• _Your assignment_
Take every line from the material that has the word "Duration" in it.
***
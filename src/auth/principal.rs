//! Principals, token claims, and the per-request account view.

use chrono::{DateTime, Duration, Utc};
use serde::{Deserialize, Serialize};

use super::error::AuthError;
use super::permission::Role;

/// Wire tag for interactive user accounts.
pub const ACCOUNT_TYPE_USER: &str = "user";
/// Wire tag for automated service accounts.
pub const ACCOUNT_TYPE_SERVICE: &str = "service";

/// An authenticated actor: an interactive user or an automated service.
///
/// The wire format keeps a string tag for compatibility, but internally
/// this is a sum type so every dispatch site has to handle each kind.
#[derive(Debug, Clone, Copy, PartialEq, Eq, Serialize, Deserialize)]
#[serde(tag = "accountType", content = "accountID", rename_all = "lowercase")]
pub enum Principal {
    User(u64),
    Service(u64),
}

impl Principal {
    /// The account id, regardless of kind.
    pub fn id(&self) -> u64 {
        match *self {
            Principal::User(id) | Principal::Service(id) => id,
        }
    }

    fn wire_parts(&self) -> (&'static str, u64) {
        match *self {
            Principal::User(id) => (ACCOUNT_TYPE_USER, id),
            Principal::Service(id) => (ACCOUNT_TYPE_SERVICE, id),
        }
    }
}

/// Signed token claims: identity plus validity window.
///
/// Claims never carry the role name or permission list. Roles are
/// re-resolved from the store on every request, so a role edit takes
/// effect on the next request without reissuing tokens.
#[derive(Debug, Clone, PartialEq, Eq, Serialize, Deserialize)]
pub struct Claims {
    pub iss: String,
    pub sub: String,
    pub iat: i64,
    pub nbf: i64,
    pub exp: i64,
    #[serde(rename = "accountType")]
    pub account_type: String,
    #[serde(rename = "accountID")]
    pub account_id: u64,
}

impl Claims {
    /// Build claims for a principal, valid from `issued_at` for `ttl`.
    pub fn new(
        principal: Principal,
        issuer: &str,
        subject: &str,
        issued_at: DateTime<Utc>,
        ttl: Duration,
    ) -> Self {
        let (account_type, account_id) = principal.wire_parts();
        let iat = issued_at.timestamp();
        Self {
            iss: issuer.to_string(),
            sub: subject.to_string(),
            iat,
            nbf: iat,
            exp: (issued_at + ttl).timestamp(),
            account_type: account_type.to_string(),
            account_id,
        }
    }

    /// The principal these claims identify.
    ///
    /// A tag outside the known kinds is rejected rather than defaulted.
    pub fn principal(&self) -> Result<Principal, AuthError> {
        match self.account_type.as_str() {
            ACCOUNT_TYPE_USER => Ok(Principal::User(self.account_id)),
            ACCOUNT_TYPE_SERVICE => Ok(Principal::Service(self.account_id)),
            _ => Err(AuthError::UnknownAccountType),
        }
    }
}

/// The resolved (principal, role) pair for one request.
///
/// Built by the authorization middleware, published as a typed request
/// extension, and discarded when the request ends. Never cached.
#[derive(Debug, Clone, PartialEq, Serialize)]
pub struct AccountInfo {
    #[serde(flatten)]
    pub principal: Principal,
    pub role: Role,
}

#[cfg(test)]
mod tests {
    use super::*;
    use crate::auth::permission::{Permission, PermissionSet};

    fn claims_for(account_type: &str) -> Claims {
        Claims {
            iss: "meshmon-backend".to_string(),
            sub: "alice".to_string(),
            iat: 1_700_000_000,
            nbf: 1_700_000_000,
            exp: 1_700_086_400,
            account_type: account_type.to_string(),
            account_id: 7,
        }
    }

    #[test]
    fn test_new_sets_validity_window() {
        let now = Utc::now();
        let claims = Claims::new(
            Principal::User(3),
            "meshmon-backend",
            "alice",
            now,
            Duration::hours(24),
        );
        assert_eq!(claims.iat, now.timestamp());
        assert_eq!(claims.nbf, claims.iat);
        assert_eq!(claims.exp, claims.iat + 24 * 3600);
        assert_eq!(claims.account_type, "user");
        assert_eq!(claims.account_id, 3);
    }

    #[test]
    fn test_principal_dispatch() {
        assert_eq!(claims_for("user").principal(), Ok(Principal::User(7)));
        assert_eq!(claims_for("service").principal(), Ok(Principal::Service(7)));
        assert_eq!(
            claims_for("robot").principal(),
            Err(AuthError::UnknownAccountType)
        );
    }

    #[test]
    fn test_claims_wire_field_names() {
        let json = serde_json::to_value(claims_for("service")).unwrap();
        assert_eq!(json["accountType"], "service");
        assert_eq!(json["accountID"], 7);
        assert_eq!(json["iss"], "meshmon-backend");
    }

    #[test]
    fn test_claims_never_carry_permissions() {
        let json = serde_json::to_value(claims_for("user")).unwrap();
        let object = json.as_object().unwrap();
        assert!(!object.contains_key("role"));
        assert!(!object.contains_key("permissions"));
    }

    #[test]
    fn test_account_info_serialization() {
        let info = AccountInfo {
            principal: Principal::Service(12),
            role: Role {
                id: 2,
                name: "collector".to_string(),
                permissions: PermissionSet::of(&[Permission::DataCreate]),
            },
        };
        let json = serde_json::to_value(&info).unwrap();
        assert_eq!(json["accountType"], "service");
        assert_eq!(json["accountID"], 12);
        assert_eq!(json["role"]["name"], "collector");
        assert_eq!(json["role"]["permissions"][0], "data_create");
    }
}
***
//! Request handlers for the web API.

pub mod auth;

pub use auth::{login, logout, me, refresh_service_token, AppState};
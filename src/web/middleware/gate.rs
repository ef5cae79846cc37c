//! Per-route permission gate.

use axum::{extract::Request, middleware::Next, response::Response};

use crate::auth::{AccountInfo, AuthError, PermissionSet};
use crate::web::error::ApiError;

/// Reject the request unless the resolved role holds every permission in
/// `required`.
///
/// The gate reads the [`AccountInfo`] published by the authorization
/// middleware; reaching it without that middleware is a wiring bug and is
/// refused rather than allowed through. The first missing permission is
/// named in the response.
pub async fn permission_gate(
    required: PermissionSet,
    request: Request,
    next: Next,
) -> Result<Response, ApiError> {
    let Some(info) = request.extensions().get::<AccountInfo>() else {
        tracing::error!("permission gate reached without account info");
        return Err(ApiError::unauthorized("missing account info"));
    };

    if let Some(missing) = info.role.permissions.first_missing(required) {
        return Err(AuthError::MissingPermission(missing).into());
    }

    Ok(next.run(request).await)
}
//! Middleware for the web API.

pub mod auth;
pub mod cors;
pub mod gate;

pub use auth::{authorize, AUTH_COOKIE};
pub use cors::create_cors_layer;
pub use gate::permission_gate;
***
• _Written response_
use chrono::{DateTime, Duration, Utc};
        ttl: Duration,
            Duration::hours(24),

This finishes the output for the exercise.